Even so, technology makes it possible to produce traffic
reports far, far from the madding crowd. Edwards’s home studio in Sarasota is
outfitted with computers and other equipment that he says gives him access to
the same cameras and government traffic information that reporters in the
Washington area use. Traffic tips come in from listeners via a Washington phone
line that forwards calls to him. High-quality audio links make it sound as if
he’s describing conditions from down the street, not from down South, 960 miles
away.
WAMU, a non-commercial station that carries local news and
talk programs as well as NPR programming, has not said on the air where Edwards
and Solomon are when they’re reporting. But it leaves a strong impression that
its traffic reporters are right in the middle of the action, what with
preliminary banter — “Hi, Jerry,” “Hi, Dave” — and patter about local
conditions (“Be careful out there in this rain,” etc.).
The whole thing gets Jim Farley, of rival news station WTOP
(103.5 FM), about as riled up as a commuter stuck in a rush-hour jam.
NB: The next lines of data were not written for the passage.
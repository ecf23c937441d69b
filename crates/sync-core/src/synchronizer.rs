//! DocumentSynchronizer: keeps one external document and one diagram session
//! in sync.
//!
//! Change detection works on normalized snapshots:
//!
//! 1. An external edit is pushed into the session only if its snapshot
//!    differs from the last accepted one.
//! 2. A session change is rendered for the document's output format and
//!    written back only if the rendered snapshot differs.
//! 3. Each accepted change replaces the last snapshot *before* the write, so
//!    the echo coming back from the other side compares equal and stops.
//!
//! The `ChangeGuard` drops same-direction events while a propagation in that
//! direction is in flight.

use crate::config::SyncConfig;
use crate::document::{DocumentEvent, DocumentHost, DocumentUri};
use crate::events::{EventBus, Subscription, SyncEvent};
use crate::format::{FormatError, FormatPipeline, OutputFormat};
use crate::guard::{ChangeGuard, Direction};
use crate::normalize::{NormalizedSnapshot, normalize_for};
use crate::session::{DiagramSession, SessionError, SessionEvent};
use futures::StreamExt;
use futures::stream::FuturesUnordered;
use std::sync::atomic::{AtomicBool, Ordering};
use std::sync::{Arc, Mutex, Weak};
use thiserror::Error;
use tokio::sync::mpsc;
use tracing::{debug, error, info, warn};

#[derive(Debug, Error)]
pub enum SyncError {
    #[error("attach must be called from within a Tokio runtime")]
    NoRuntime,
}

pub type Result<T> = std::result::Result<T, SyncError>;

/// What a synchronizer is currently doing.
#[derive(Debug, Clone, Copy, PartialEq, Eq)]
pub enum SyncState {
    Idle,
    PropagatingExternalToSession,
    PropagatingSessionToExternal,
}

/// Result of handling one event.
#[derive(Debug, Clone, Copy, PartialEq, Eq)]
pub enum Outcome {
    /// The change was written to the other side.
    Propagated,
    /// Nothing semantically changed; no write.
    Unchanged,
    /// The host reported a change with an empty change set.
    EmptyChange,
    /// A propagation in the same direction was in flight; event dropped.
    GuardHeld,
    /// The document is on a read-only scheme; no write attempted.
    ReadOnly,
    /// Script conversion failed; the persisted text was kept.
    ConversionFailed,
    /// The write failed and was reported.
    Failed,
    /// The session is gone or the synchronizer was disposed.
    Abandoned,
    /// The session received its initial content.
    Loaded,
    /// The document was saved on the session's request.
    Saved,
}

/// Last accepted snapshot plus a generation counter, so a failed write only
/// rolls back if nothing newer was accepted in the meantime.
struct SnapshotCell {
    generation: u64,
    snapshot: NormalizedSnapshot,
}

/// Event queued for the dispatcher task.
enum Dispatch {
    Document(DocumentEvent),
    Session(SessionEvent),
}

struct Accepted {
    generation: u64,
    previous: NormalizedSnapshot,
}

/// Per-session orchestrator. One instance per open diagram.
pub struct DocumentSynchronizer {
    uri: DocumentUri,
    format: OutputFormat,
    read_only: bool,
    ignore_empty_changes: bool,
    document: Arc<dyn DocumentHost>,
    session: Arc<dyn DiagramSession>,
    pipeline: FormatPipeline,
    guard: ChangeGuard,
    last: Mutex<SnapshotCell>,
    disposed: AtomicBool,
    diagnostics: Arc<EventBus<SyncEvent>>,
}

impl DocumentSynchronizer {
    pub fn new(
        document: Arc<dyn DocumentHost>,
        session: Arc<dyn DiagramSession>,
        config: &SyncConfig,
        diagnostics: Arc<EventBus<SyncEvent>>,
    ) -> Self {
        let uri = document.uri().clone();
        let format = OutputFormat::from_file_name(uri.file_name(), &config.suffixes);
        let read_only = uri.is_read_only(&config.read_only_schemes);

        Self {
            uri,
            format,
            read_only,
            ignore_empty_changes: config.ignore_empty_changes,
            document,
            session,
            pipeline: FormatPipeline::new(config.indent),
            guard: ChangeGuard::new(),
            last: Mutex::new(SnapshotCell {
                generation: 0,
                snapshot: NormalizedSnapshot::Unparseable,
            }),
            disposed: AtomicBool::new(false),
            diagnostics,
        }
    }

    pub fn uri(&self) -> &DocumentUri {
        &self.uri
    }

    pub fn format(&self) -> OutputFormat {
        self.format
    }

    pub fn is_read_only(&self) -> bool {
        self.read_only
    }

    pub fn state(&self) -> SyncState {
        if self.guard.is_held(Direction::SessionToExternal) {
            SyncState::PropagatingSessionToExternal
        } else if self.guard.is_held(Direction::ExternalToSession) {
            SyncState::PropagatingExternalToSession
        } else {
            SyncState::Idle
        }
    }

    /// The last accepted snapshot.
    pub fn last_snapshot(&self) -> NormalizedSnapshot {
        self.lock_last().snapshot.clone()
    }

    /// Stop reacting to events. Propagations resuming after this are abandoned.
    pub fn dispose(&self) {
        self.disposed.store(true, Ordering::Release);
    }

    pub fn is_disposed(&self) -> bool {
        self.disposed.load(Ordering::Acquire)
    }

    /// Subscribe to the document's and the session's event streams.
    ///
    /// Events are handed to one dispatcher task per synchronizer, which starts
    /// their handlers in arrival order and drives them on a single task. An
    /// event arriving while a propagation is suspended is handled right away,
    /// as on a single-threaded event loop, whatever the runtime flavor. Drop
    /// or dispose the returned binding to detach.
    pub fn attach(self: &Arc<Self>) -> Result<SyncBinding> {
        let runtime = tokio::runtime::Handle::try_current().map_err(|_| SyncError::NoRuntime)?;
        let (tx, rx) = mpsc::unbounded_channel();

        let document_sub = {
            let tx = tx.clone();
            self.document.events().subscribe(move |event: DocumentEvent| {
                let _ = tx.send(Dispatch::Document(event));
            })
        };
        let session_sub = self.session.events().subscribe(move |event: SessionEvent| {
            let _ = tx.send(Dispatch::Session(event));
        });

        runtime.spawn(Self::dispatch(Arc::downgrade(self), rx));

        debug!("Attached synchronizer for {} ({:?})", self.uri, self.format);
        Ok(SyncBinding {
            synchronizer: Arc::clone(self),
            subscriptions: vec![document_sub, session_sub],
        })
    }

    /// Dispatcher loop: runs until both subscriptions are gone, then lets the
    /// handlers still in flight finish.
    async fn dispatch(weak: Weak<Self>, mut rx: mpsc::UnboundedReceiver<Dispatch>) {
        let mut in_flight = FuturesUnordered::new();
        loop {
            tokio::select! {
                biased;

                event = rx.recv() => {
                    let Some(event) = event else { break };
                    let Some(sync) = weak.upgrade() else { break };
                    in_flight.push(sync.handle(event));
                }

                Some(_) = in_flight.next(), if !in_flight.is_empty() => {}
            }
        }
        while in_flight.next().await.is_some() {}
    }

    async fn handle(self: Arc<Self>, event: Dispatch) -> Outcome {
        match event {
            Dispatch::Document(event) => self.on_document_changed(event).await,
            Dispatch::Session(event) => self.on_session_event(event).await,
        }
    }

    /// Dispatch a session event to its handler.
    pub async fn on_session_event(&self, event: SessionEvent) -> Outcome {
        match event {
            SessionEvent::Changed { payload } => self.on_session_changed(&payload).await,
            SessionEvent::Initialized => self.on_session_initialized().await,
            SessionEvent::SaveRequested => self.on_save_requested().await,
        }
    }

    /// External text changed: push it into the session if it means something.
    pub async fn on_document_changed(&self, event: DocumentEvent) -> Outcome {
        if self.is_disposed() {
            return Outcome::Abandoned;
        }

        let DocumentEvent::Changed {
            revision,
            text,
            changes,
        } = event;

        if changes.is_empty() && self.ignore_empty_changes {
            debug!("Ignoring empty change set for {} (rev {})", self.uri, revision);
            return Outcome::EmptyChange;
        }

        let direction = Direction::ExternalToSession;
        match self
            .guard
            .run_guarded(direction, self.propagate_to_session(&text))
            .await
        {
            Some(outcome) => outcome,
            None => {
                debug!("Dropping document change for {} (rev {}): propagation in flight", self.uri, revision);
                Outcome::GuardHeld
            }
        }
    }

    async fn propagate_to_session(&self, text: &str) -> Outcome {
        let direction = Direction::ExternalToSession;
        let Some(accepted) = self.accept(normalize_for(self.format, text)) else {
            debug!("Document change for {} is not significant", self.uri);
            self.emit_unchanged(direction);
            return Outcome::Unchanged;
        };

        match self.session.merge(text).await {
            Ok(()) => {
                info!("Merged external edit of {} into session", self.uri);
                self.emit_propagated(direction);
                Outcome::Propagated
            }
            Err(SessionError::Unavailable) => self.abandon(direction),
            Err(e) => {
                self.roll_back(accepted);
                self.fail(direction, &e)
            }
        }
    }

    /// Session changed: render, compare and write back to the document.
    pub async fn on_session_changed(&self, payload: &str) -> Outcome {
        if self.is_disposed() {
            return Outcome::Abandoned;
        }
        if self.read_only {
            debug!("Not writing to read-only document {}", self.uri);
            return Outcome::ReadOnly;
        }

        let direction = Direction::SessionToExternal;
        match self
            .guard
            .run_guarded(direction, self.propagate_to_document(payload))
            .await
        {
            Some(outcome) => outcome,
            None => {
                debug!("Dropping session change for {}: propagation in flight", self.uri);
                Outcome::GuardHeld
            }
        }
    }

    async fn propagate_to_document(&self, payload: &str) -> Outcome {
        let direction = Direction::SessionToExternal;

        // Script conversion updates the persisted script in place
        let current = match self.format {
            OutputFormat::ConvertedScript => match self.document.text().await {
                Ok(text) => text,
                Err(e) => return self.fail(direction, &e),
            },
            _ => String::new(),
        };

        let output = match self
            .pipeline
            .render(self.format, payload, &current, self.session.as_ref())
            .await
        {
            Ok(output) => output,
            Err(FormatError::Conversion(message)) => {
                warn!("Script conversion for {} failed, keeping previous text: {}", self.uri, message);
                self.diagnostics.emit(SyncEvent::ConversionFailed {
                    uri: self.uri.to_string(),
                    message,
                });
                return Outcome::ConversionFailed;
            }
            Err(FormatError::Session(SessionError::Unavailable)) => return self.abandon(direction),
            Err(e) => return self.fail(direction, &e),
        };

        // The session may have been closed while rendering
        if self.is_disposed() {
            return self.abandon(direction);
        }

        let Some(accepted) = self.accept(normalize_for(self.format, &output)) else {
            debug!("Session change for {} is not significant", self.uri);
            self.emit_unchanged(direction);
            return Outcome::Unchanged;
        };

        let written = async {
            self.document.replace_text(&output).await?;
            self.document.save().await
        };
        match written.await {
            Ok(()) => {
                info!("Wrote session change to {}", self.uri);
                self.emit_propagated(direction);
                Outcome::Propagated
            }
            Err(e) => {
                self.roll_back(accepted);
                self.fail(direction, &e)
            }
        }
    }

    /// Session booted: hand it the document's current text.
    pub async fn on_session_initialized(&self) -> Outcome {
        if self.is_disposed() {
            return Outcome::Abandoned;
        }

        let direction = Direction::ExternalToSession;
        let text = match self.document.text().await {
            Ok(text) => text,
            Err(e) => return self.fail(direction, &e),
        };

        match self.session.load(&text) {
            Ok(()) => {
                let mut last = self.lock_last();
                last.generation += 1;
                last.snapshot = normalize_for(self.format, &text);
                debug!("Loaded {} into session", self.uri);
                Outcome::Loaded
            }
            Err(SessionError::Unavailable) => self.abandon(direction),
            Err(e) => self.fail(direction, &e),
        }
    }

    /// Session asked for a save.
    pub async fn on_save_requested(&self) -> Outcome {
        if self.is_disposed() {
            return Outcome::Abandoned;
        }
        if self.read_only {
            return Outcome::ReadOnly;
        }

        match self.document.save().await {
            Ok(()) => {
                debug!("Saved {} on session request", self.uri);
                Outcome::Saved
            }
            Err(e) => self.fail(Direction::SessionToExternal, &e),
        }
    }

    fn lock_last(&self) -> std::sync::MutexGuard<'_, SnapshotCell> {
        self.last.lock().unwrap_or_else(|e| e.into_inner())
    }

    /// Replace the last snapshot with `snapshot` unless they are equal.
    fn accept(&self, snapshot: NormalizedSnapshot) -> Option<Accepted> {
        let mut last = self.lock_last();
        if last.snapshot == snapshot {
            return None;
        }
        last.generation += 1;
        let previous = std::mem::replace(&mut last.snapshot, snapshot);
        Some(Accepted {
            generation: last.generation,
            previous,
        })
    }

    /// Undo `accepted` after a failed write, unless something newer replaced it.
    fn roll_back(&self, accepted: Accepted) {
        let mut last = self.lock_last();
        if last.generation == accepted.generation {
            last.snapshot = accepted.previous;
        }
    }

    fn fail(&self, direction: Direction, err: &dyn std::error::Error) -> Outcome {
        error!("Failed to sync {} ({}): {}", self.uri, direction, err);
        self.diagnostics.emit(SyncEvent::PropagationFailed {
            uri: self.uri.to_string(),
            direction,
            message: err.to_string(),
        });
        Outcome::Failed
    }

    fn abandon(&self, direction: Direction) -> Outcome {
        info!("Session for {} is gone, abandoning {} propagation", self.uri, direction);
        Outcome::Abandoned
    }

    fn emit_propagated(&self, direction: Direction) {
        self.diagnostics.emit(SyncEvent::Propagated {
            uri: self.uri.to_string(),
            direction,
        });
    }

    fn emit_unchanged(&self, direction: Direction) {
        self.diagnostics.emit(SyncEvent::Unchanged {
            uri: self.uri.to_string(),
            direction,
        });
    }
}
“It matters” where the reporters are, says Farley, WTOP’s
vice president of news and programming. His station, which battles WAMU for
ratings supremacy, employs its own staff of 20 full- and part-time traffic
reporters who broadcast traffic conditions every 10 minutes around the clock.
Farley says every member of his traffic staff experiences
local conditions every day. “They drive in it, see it, feel it,” he said.
At the very least, Farley says, WAMU should disclose to its
listeners that its traffic reports are coming from out of town. “Not doing that
is deceptive and misleading,” he says. “It’s not honest reporting.”